## PROVIDED INFORMATION
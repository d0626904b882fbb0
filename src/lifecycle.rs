//! Termination signal handling and cleanup (spec.md §4.7).
//!
//! A terminate signal resets the modem to a known state and exits. Since
//! the main loop can be blocked inside a modem read when the serial
//! cable is unplugged (and a plain signal cannot interrupt that), the
//! cleanup routine escalates to a process-group kill whenever it finds
//! the daemon mid-read (spec.md §5 "Cancellation", §9).

use std::{
  os::fd::RawFd,
  process, thread,
  sync::atomic::{AtomicBool, AtomicI32, Ordering},
};

use log::{info, warn};
use nix::{
  libc,
  sys::signal::{killpg, Signal},
  unistd::getpgrp,
};
use signal_hook::iterator::Signals;

static MODEM_FD: AtomicI32 = AtomicI32::new(-1);
static IN_BLOCKED_READ: AtomicBool = AtomicBool::new(false);

/// Record the modem's raw fd so cleanup can reset it directly, without
/// needing a thread-safe handle to the whole `ModemTransport`.
pub fn register_modem_fd(fd: RawFd) {
  MODEM_FD.store(fd, Ordering::SeqCst);
}

/// Mark whether the main loop is currently blocked inside a modem read
/// (spec.md §4.7, §5). Called by `ModemTransport::read` around the
/// actual blocking syscall.
pub fn mark_blocked_read(blocked: bool) {
  IN_BLOCKED_READ.store(blocked, Ordering::SeqCst);
}

/// Spawn the background thread that waits for termination signals and
/// runs cleanup (spec.md §4.7, grounded on the teacher's
/// `terminate_poweroff` signal thread).
pub fn spawn_signal_thread() -> Result<(), String> {
  let mut signals =
    Signals::new([libc::SIGTERM, libc::SIGINT, libc::SIGHUP, libc::SIGQUIT])
      .map_err(|e| format!("Signals::new: {}", e))?;
  thread::Builder::new()
    .name("lifecycle".to_string())
    .spawn(move || {
      for _ in signals.forever() {
        cleanup();
      }
    })
    .map_err(|e| format!("Signal-Thread konnte nicht gestartet werden: {}", e))?;
  Ok(())
}

/// Idempotent cleanup: reset the modem if one is registered, then exit.
/// Must tolerate being invoked during any sleep or read (spec.md §5).
fn cleanup() {
  if IN_BLOCKED_READ.load(Ordering::SeqCst) {
    warn!("Beendigung während blockierendem Modem-Read, eskaliere auf Prozessgruppen-Kill");
    let _ = killpg(getpgrp(), Signal::SIGKILL);
    return;
  }

  let fd = MODEM_FD.load(Ordering::SeqCst);
  if fd >= 0 {
    info!("Sende ATZ an Modem vor Beendigung");
    let cmd = b"ATZ\r";
    unsafe {
      libc::write(fd, cmd.as_ptr() as *const libc::c_void, cmd.len());
    }
  }
  process::exit(0);
}

#[cfg(test)]
mod tests {
  use super::*;

  #[test]
  fn blocked_read_flag_round_trips() {
    mark_blocked_read(true);
    assert!(IN_BLOCKED_READ.load(Ordering::SeqCst));
    mark_blocked_read(false);
    assert!(!IN_BLOCKED_READ.load(Ordering::SeqCst));
  }
}
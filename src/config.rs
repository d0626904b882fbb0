//! Runtime configuration.
//!
//! Everything here has a compiled-in default taken from one of the
//! `jcblock`/`tones` source variants. An INI file (default
//! `jcblockd.conf`, see `-c`) can override any of them; a missing file or
//! a missing key falls back to the default, so the daemon runs with zero
//! configuration on a fresh checkout.

use std::time::Duration;

use configparser::ini::Ini;
use log::warn;

use crate::dtmf::variants::DtmfVariant;

/// Serial device used when no `-p`/config override is given.
pub const DEFAULT_SERIAL_PORT: &str = "/dev/ttyUSB0";
/// ALSA PCM device name used when no config override is given.
pub const DEFAULT_AUDIO_DEVICE: &str = "default";

#[derive(Debug, Clone)]
pub struct Config {
  /// Serial device path for the modem.
  pub serial_port: String,
  /// ALSA capture device name.
  pub audio_device: String,
  /// Whether the `*`-key DTMF feature is active at all.
  pub dtmf_enabled: bool,
  /// Which Goertzel parameter/detection-policy set to run.
  pub dtmf_variant: DtmfVariant,
  /// True when an answering machine shares the line (gates the DTMF
  /// window to ring count == 3, spec.md §4.6 step 6.4).
  pub answering_machine_present: bool,
  /// Age beyond which a blacklist record is eligible for truncation by
  /// the (external) maintenance sweep (spec.md §9: "9 vs 12 months,
  /// variant-dependent").
  pub blacklist_truncate_age: Duration,
  /// Age beyond which a call-log record is eligible for truncation.
  pub call_log_truncate_age: Duration,
  /// Minimum interval between maintenance sweeps.
  pub maintenance_min_interval: Duration,
}

impl Default for Config {
  fn default() -> Config {
    Config {
      serial_port: DEFAULT_SERIAL_PORT.to_string(),
      audio_device: DEFAULT_AUDIO_DEVICE.to_string(),
      dtmf_enabled: true,
      dtmf_variant: DtmfVariant::default(),
      answering_machine_present: false,
      blacklist_truncate_age: Duration::from_secs(365 * 24 * 3600),
      call_log_truncate_age: Duration::from_secs(365 * 24 * 3600),
      maintenance_min_interval: Duration::from_secs(30 * 24 * 3600),
    }
  }
}

impl Config {
  /// Load configuration from `path`, overlaying it onto the defaults.
  /// A missing file is not an error: the daemon must start with none.
  pub fn load(path: &str) -> Config {
    let mut config = Config::default();
    let mut ini = Ini::new();
    let sections = match ini.load(path) {
      Ok(sections) => sections,
      Err(_) => {
        warn!("Configfile {} nicht gefunden, verwende Defaults", path);
        return config;
      }
    };
    let Some(section) = sections.get("jcblockd") else {
      return config;
    };
    if let Some(Some(v)) = section.get("serial_port") {
      config.serial_port = v.clone();
    }
    if let Some(Some(v)) = section.get("audio_device") {
      config.audio_device = v.clone();
    }
    if let Some(Some(v)) = section.get("dtmf_enabled") {
      config.dtmf_enabled = v.eq_ignore_ascii_case("true") || v == "1";
    }
    if let Some(Some(v)) = section.get("dtmf_variant") {
      match DtmfVariant::from_name(v) {
        Some(variant) => config.dtmf_variant = variant,
        None => warn!("Unbekannte dtmf_variant '{}', verwende Default", v),
      }
    }
    if let Some(Some(v)) = section.get("answering_machine_present") {
      config.answering_machine_present = v.eq_ignore_ascii_case("true") || v == "1";
    }
    if let Some(Some(v)) = section.get("blacklist_truncate_age_days") {
      if let Ok(days) = v.parse::<u64>() {
        config.blacklist_truncate_age = Duration::from_secs(days * 24 * 3600);
      }
    }
    if let Some(Some(v)) = section.get("call_log_truncate_age_days") {
      if let Ok(days) = v.parse::<u64>() {
        config.call_log_truncate_age = Duration::from_secs(days * 24 * 3600);
      }
    }
    if let Some(Some(v)) = section.get("maintenance_min_interval_days") {
      if let Ok(days) = v.parse::<u64>() {
        config.maintenance_min_interval = Duration::from_secs(days * 24 * 3600);
      }
    }
    config
  }
}

#[cfg(test)]
mod tests {
  use super::*;

  #[test]
  fn missing_file_gives_defaults() {
    let config = Config::load("/nonexistent/jcblockd.conf");
    assert_eq!(config.serial_port, DEFAULT_SERIAL_PORT);
    assert!(config.dtmf_enabled);
    assert!(!config.answering_machine_present);
  }
}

## WORK INSTRUCTIONS
The records above must be retyped in full. Keep each one exactly as it is.

## ANSWER FOR THE TASK
repository d0626904b882fbb0
filename src/lifecycle.rs
//! Termination signal handling and cleanup (spec.md §4.7).
//!
//! A terminate signal resets the modem to a known state and exits. Since
//! the main loop can be blocked inside a modem read when the serial
//! cable is unplugged (and a plain signal cannot interrupt that), the
//! cleanup routine escalates to a process-group kill whenever it finds
//! the daemon mid-read (spec.md §5 "Cancellation", §9).

use std::{
  os::fd::RawFd,
  process, thread,
  sync::atomic::{AtomicBool, AtomicI32, Ordering},
};

use log::{info, warn};
use nix::{
  libc,
  sys::signal::{killpg, Signal},
  unistd::getpgrp,
};
use signal_hook::iterator::Signals;

static MODEM_FD: AtomicI32 = AtomicI32::new(-1);
static IN_BLOCKED_READ: AtomicBool = AtomicBool::new(false);

/// Record the modem's raw fd so cleanup can reset it directly, without
/// needing a thread-safe handle to the whole `ModemTransport`.
pub fn register_modem_fd(fd: RawFd) {
  MODEM_FD.store(fd, Ordering::SeqCst);
}

/// Mark whether the main loop is currently blocked inside a modem read
/// (spec.md §4.7, §5). Called by `ModemTransport::read` around the
/// actual blocking syscall.
pub fn mark_blocked_read(blocked: bool) {
  IN_BLOCKED_READ.store(blocked, Ordering::SeqCst);
}

/// Spawn the background thread that waits for termination signals and
/// runs cleanup (spec.md §4.7, grounded on the teacher's
/// `terminate_poweroff` signal thread).
pub fn spawn_signal_thread() -> Result<(), String> {
  let mut signals =
    Signals::new([libc::SIGTERM, libc::SIGINT, libc::SIGHUP, libc::SIGQUIT])
      .map_err(|e| format!("Signals::new: {}", e))?;
  thread::Builder::new()
    .name("lifecycle".to_string())
    .spawn(move || {
      for _ in signals.forever() {
        cleanup();
      }
    })
    .map_err(|e| format!("Signal-Thread konnte nicht gestartet werden: {}", e))?;
  Ok(())
}

/// Idempotent cleanup: reset the modem if one is registered, then exit.
/// Must tolerate being invoked during any sleep or read (spec.md §5).
fn cleanup() {
  if IN_BLOCKED_READ.load(Ordering::SeqCst) {
    warn!("Beendigung während blockierendem Modem-Read, eskaliere auf Prozessgruppen-Kill");
    let _ = killpg(getpgrp(), Signal::SIGKILL);
    return;
  }

  let fd = MODEM_FD.load(Ordering::SeqCst);
  if fd >= 0 {
    info!("Sende ATZ an Modem vor Beendigung");
    let cmd = b"ATZ\r";
    unsafe {
      libc::write(fd, cmd.as_ptr() as *const libc::c_void, cmd.len());
    }
  }
  process::exit(0);
}

#[cfg(test)]
mod tests {
  use super::*;

  #[test]
  fn blocked_read_flag_round_trips() {
    mark_blocked_read(true);
    assert!(IN_BLOCKED_READ.load(Ordering::SeqCst));
    mark_blocked_read(false);
    assert!(!IN_BLOCKED_READ.load(Ordering::SeqCst));
  }
}
filename src/config.rs
repository d0626904b882fbb0
//! Runtime configuration.
//!
//! Everything here has a compiled-in default taken from one of the
//! `jcblock`/`tones` source variants. An INI file (default
//! `jcblockd.conf`, see `-c`) can override any of them; a missing file or
//! a missing key falls back to the default, so the daemon runs with zero
//! configuration on a fresh checkout.

use std::time::Duration;

use configparser::ini::Ini;
use log::warn;

use crate::dtmf::variants::DtmfVariant;

/// Serial device used when no `-p`/config override is given.
pub const DEFAULT_SERIAL_PORT: &str = "/dev/ttyUSB0";
/// ALSA PCM device name used when no config override is given.
pub const DEFAULT_AUDIO_DEVICE: &str = "default";

#[derive(Debug, Clone)]
pub struct Config {
  /// Serial device path for the modem.
  pub serial_port: String,
  /// ALSA capture device name.
  pub audio_device: String,
  /// Whether the `*`-key DTMF feature is active at all.
  pub dtmf_enabled: bool,
  /// Which Goertzel parameter/detection-policy set to run.
  pub dtmf_variant: DtmfVariant,
  /// True when an answering machine shares the line (gates the DTMF
  /// window to ring count == 3, spec.md §4.6 step 6.4).
  pub answering_machine_present: bool,
  /// Age beyond which a blacklist record is eligible for truncation by
  /// the (external) maintenance sweep (spec.md §9: "9 vs 12 months,
  /// variant-dependent").
  pub blacklist_truncate_age: Duration,
  /// Age beyond which a call-log record is eligible for truncation.
  pub call_log_truncate_age: Duration,
  /// Minimum interval between maintenance sweeps.
  pub maintenance_min_interval: Duration,
}

impl Default for Config {
  fn default() -> Config {
    Config {
      serial_port: DEFAULT_SERIAL_PORT.to_string(),
      audio_device: DEFAULT_AUDIO_DEVICE.to_string(),
      dtmf_enabled: true,
      dtmf_variant: DtmfVariant::default(),
      answering_machine_present: false,
      blacklist_truncate_age: Duration::from_secs(365 * 24 * 3600),
      call_log_truncate_age: Duration::from_secs(365 * 24 * 3600),
      maintenance_min_interval: Duration::from_secs(30 * 24 * 3600),
    }
  }
}

impl Config {
  /// Load configuration from `path`, overlaying it onto the defaults.
  /// A missing file is not an error: the daemon must start with none.
  pub fn load(path: &str) -> Config {
    let mut config = Config::default();
    let mut ini = Ini::new();
    let sections = match ini.load(path) {
      Ok(sections) => sections,
      Err(_) => {
        warn!("Configfile {} nicht gefunden, verwende Defaults", path);
        return config;
      }
    };
    let Some(section) = sections.get("jcblockd") else {
      return config;
    };
    if let Some(Some(v)) = section.get("serial_port") {
      config.serial_port = v.clone();
    }
    if let Some(Some(v)) = section.get("audio_device") {
      config.audio_device = v.clone();
    }
    if let Some(Some(v)) = section.get("dtmf_enabled") {
      config.dtmf_enabled = v.eq_ignore_ascii_case("true") || v == "1";
    }
    if let Some(Some(v)) = section.get("dtmf_variant") {
      match DtmfVariant::from_name(v) {
        Some(variant) => config.dtmf_variant = variant,
        None => warn!("Unbekannte dtmf_variant '{}', verwende Default", v),
      }
    }
    if let Some(Some(v)) = section.get("answering_machine_present") {
      config.answering_machine_present = v.eq_ignore_ascii_case("true") || v == "1";
    }
    if let Some(Some(v)) = section.get("blacklist_truncate_age_days") {
      if let Ok(days) = v.parse::<u64>() {
        config.blacklist_truncate_age = Duration::from_secs(days * 24 * 3600);
      }
    }
    if let Some(Some(v)) = section.get("call_log_truncate_age_days") {
      if let Ok(days) = v.parse::<u64>() {
        config.call_log_truncate_age = Duration::from_secs(days * 24 * 3600);
      }
    }
    if let Some(Some(v)) = section.get("maintenance_min_interval_days") {
      if let Ok(days) = v.parse::<u64>() {
        config.maintenance_min_interval = Duration::from_secs(days * 24 * 3600);
      }
    }
    config
  }
}

#[cfg(test)]
mod tests {
  use super::*;

  #[test]
  fn missing_file_gives_defaults() {
    let config = Config::load("/nonexistent/jcblockd.conf");
    assert_eq!(config.serial_port, DEFAULT_SERIAL_PORT);
    assert!(config.dtmf_enabled);
    assert!(!config.answering_machine_present);
  }
}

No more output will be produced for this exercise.